Origine : http://www.decroissance.info/La-mise-en-evidence-d-une-Bombe-a

Comment la mise en évidence d’une « bombe à carbone » dans les sols britanniques vient à prouver l’imposture du développement durable.

Non ! non la fameuse et illusoire « bombe démographique » n’est pas l’argument qui peut venir vérifier la légitimité du mouvement pour la décroissance soutenable. Au mois de septembre 2005, deux découvertes scientifiques majeures font déjà l’effet d’une véritable bombe dans les communautés scientifiques et écologistes mondiales. Ainsi d’après un récent article de la très sérieuse revue scientifique internationale Nature [1], la preuve est apportée que sous l’effet du réchauffement climatique, les sols (en particuliers les zones tourbeuses de l’hémisphère nord, du nord de l’Europe par exemple jusque dans les régions circumpolaires) rejettent, en réaction, du carbone en grande quantité.

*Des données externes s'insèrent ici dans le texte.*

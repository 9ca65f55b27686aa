//! Column-major storage model.
//!
//! A matrix is a linear buffer plus `(rows, cols, step)`: element `(i, j)`
//! lives at offset `j * step + i`. Owned matrices are packed
//! (`step == rows`); views into a larger matrix keep the parent's step.

use crate::error::Shape;

/// Matrix dimensions with leading stride.
#[derive(Debug, Clone, Copy, PartialEq, Eq, Default)]
pub struct Dims {
    rows: usize,
    cols: usize,
    step: usize,
}

impl Dims {
    /// Dimensions of a packed matrix (`step == rows`).
    pub const fn packed(rows: usize, cols: usize) -> Self {
        Self {
            rows,
            cols,
            step: rows,
        }
    }

    /// Dimensions of a view with leading stride `step`.
    ///
    /// # Panics
    /// Panics if `step < rows`.
    pub fn strided(rows: usize, cols: usize, step: usize) -> Self {
        assert!(step >= rows, "step {} smaller than rows {}", step, rows);
        Self { rows, cols, step }
    }

    #[inline]
    pub fn rows(&self) -> usize {
        self.rows
    }

    #[inline]
    pub fn cols(&self) -> usize {
        self.cols
    }

    /// Distance in the buffer between the starts of consecutive columns.
    #[inline]
    pub fn step(&self) -> usize {
        self.step
    }

    #[inline]
    pub fn num_elements(&self) -> usize {
        self.rows * self.cols
    }

    #[inline]
    pub fn size(&self) -> (usize, usize) {
        (self.rows, self.cols)
    }

    #[inline]
    pub fn shape(&self) -> Shape {
        Shape::new(self.rows, self.cols)
    }

    #[inline]
    pub fn is_packed(&self) -> bool {
        self.step == self.rows
    }

    /// Buffer offset of element `(i, j)`.
    #[inline]
    pub fn offset(&self, i: usize, j: usize) -> usize {
        j * self.step + i
    }

    /// Buffer offset of the `k`-th element in column-major order.
    ///
    /// Identity for packed matrices.
    #[inline]
    pub fn real_index(&self, k: usize) -> usize {
        if self.is_packed() || self.rows == 0 {
            k
        } else {
            (k / self.rows) * self.step + k % self.rows
        }
    }

    /// Smallest buffer length that holds every element.
    #[inline]
    pub fn min_len(&self) -> usize {
        if self.cols == 0 || self.rows == 0 {
            0
        } else {
            (self.cols - 1) * self.step + self.rows
        }
    }

    /// Reinterpret as a packed `rows x cols` matrix. The buffer is untouched.
    pub fn set_size(&mut self, rows: usize, cols: usize) {
        self.rows = rows;
        self.cols = cols;
        self.step = rows;
    }

    /// Buffer offsets of every element, column by column.
    pub fn offsets(&self) -> impl Iterator<Item = usize> {
        let Dims { rows, cols, step } = *self;
        (0..cols).flat_map(move |j| (j * step)..(j * step + rows))
    }
}

/// Shape queries shared by every matrix kind.
///
/// Also implemented for `Option<&M>`: an absent matrix has zero rows,
/// zero columns and never matches a size.
pub trait Matrix {
    /// Storage dimensions, `None` for an absent matrix.
    fn dims(&self) -> Option<Dims>;

    /// True if the elements are complex valued.
    fn is_complex(&self) -> bool;

    /// The number of rows.
    fn rows(&self) -> usize {
        self.dims().map_or(0, |d| d.rows())
    }

    /// The number of columns.
    fn cols(&self) -> usize {
        self.dims().map_or(0, |d| d.cols())
    }

    /// The number of elements, `rows * cols`.
    fn num_elements(&self) -> usize {
        self.dims().map_or(0, |d| d.num_elements())
    }

    /// `(rows, cols)` pair.
    fn size(&self) -> (usize, usize) {
        self.dims().map_or((0, 0), |d| d.size())
    }

    /// Leading stride; equals the row count for packed matrices.
    fn leading_index(&self) -> usize {
        self.dims().map_or(0, |d| d.step())
    }

    /// True if present and exactly `rows x cols`.
    fn size_match(&self, rows: usize, cols: usize) -> bool {
        self.dims()
            .is_some_and(|d| d.rows() == rows && d.cols() == cols)
    }
}

impl<M: Matrix + ?Sized> Matrix for Option<&M> {
    fn dims(&self) -> Option<Dims> {
        self.and_then(|m| m.dims())
    }

    fn is_complex(&self) -> bool {
        self.is_some_and(|m| m.is_complex())
    }
}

En fait l’augmentation de la température due au réchauffement climatique accélère les mécanismes de minéralisation transformant le carbone organique stocké dans les sols en CO2. Mais le réchauffement climatique ne serait pas le seul phénomène en cause. D’après ces chercheurs ce sont également les changements de ces 25 dernières années dans l’utilisation et l’exploitation des terrains qui sont peut-être à incriminer (agriculture, urbanisation...). Ainsi entre 1978-2003, les sols britanniques et du Pays de Galles sur lesquels portent les travaux de recherche, ont relâché chaque année dans l’atmosphère environ 13 millions de tonnes de carbonne. Par comparaison au Royaume-Uni les activités humaines liées à la Très-Sainte-Croissance émettent chaque année 150 millions de tonnes équivalent-carbone. Selon les chercheurs de cette étude ces émissions des sols sont « d’une ampleur alarmante » sans compter qu’elles correspondent à la « totalité des réductions d’émission de CO2 réalisées par le Royaume-Uni entre 1990-2002 » [2] Vive le protocole de Kyoto et les efforts risibles du développement durable !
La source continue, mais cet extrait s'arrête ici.